(Items from a data source)
^^^^^^^^^^^^^^^^

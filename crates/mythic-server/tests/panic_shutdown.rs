use std::time::Duration;

#[tokio::test]
async fn task_panic_triggers_shutdown_once() {
    let fatal = mythic_server::shutdown_on_panic();
    assert!(!fatal.is_cancelled());

    let first = tokio::spawn(async { panic!("handler blew up") });
    assert!(first.await.unwrap_err().is_panic());

    tokio::time::timeout(Duration::from_secs(1), fatal.cancelled())
        .await
        .expect("panic did not request shutdown");

    // A second panic finds shutdown already requested
    let second = tokio::spawn(async { panic!("again") });
    assert!(second.await.unwrap_err().is_panic());
    assert!(fatal.is_cancelled());
}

^^^^^^^^^^^^^^^^

EXERCISE INSTRUCTIONS |
Which lines run from the one containing "did not request" to the end of the entries above? Quote exactly those, and only those.

WRITTEN RESPONSE |
        .expect("panic did not request shutdown");

    // A second panic finds shutdown already requested
    let second = tokio::spawn(async { panic!("again") });
    assert!(second.await.unwrap_err().is_panic());
    assert!(fatal.is_cancelled());
}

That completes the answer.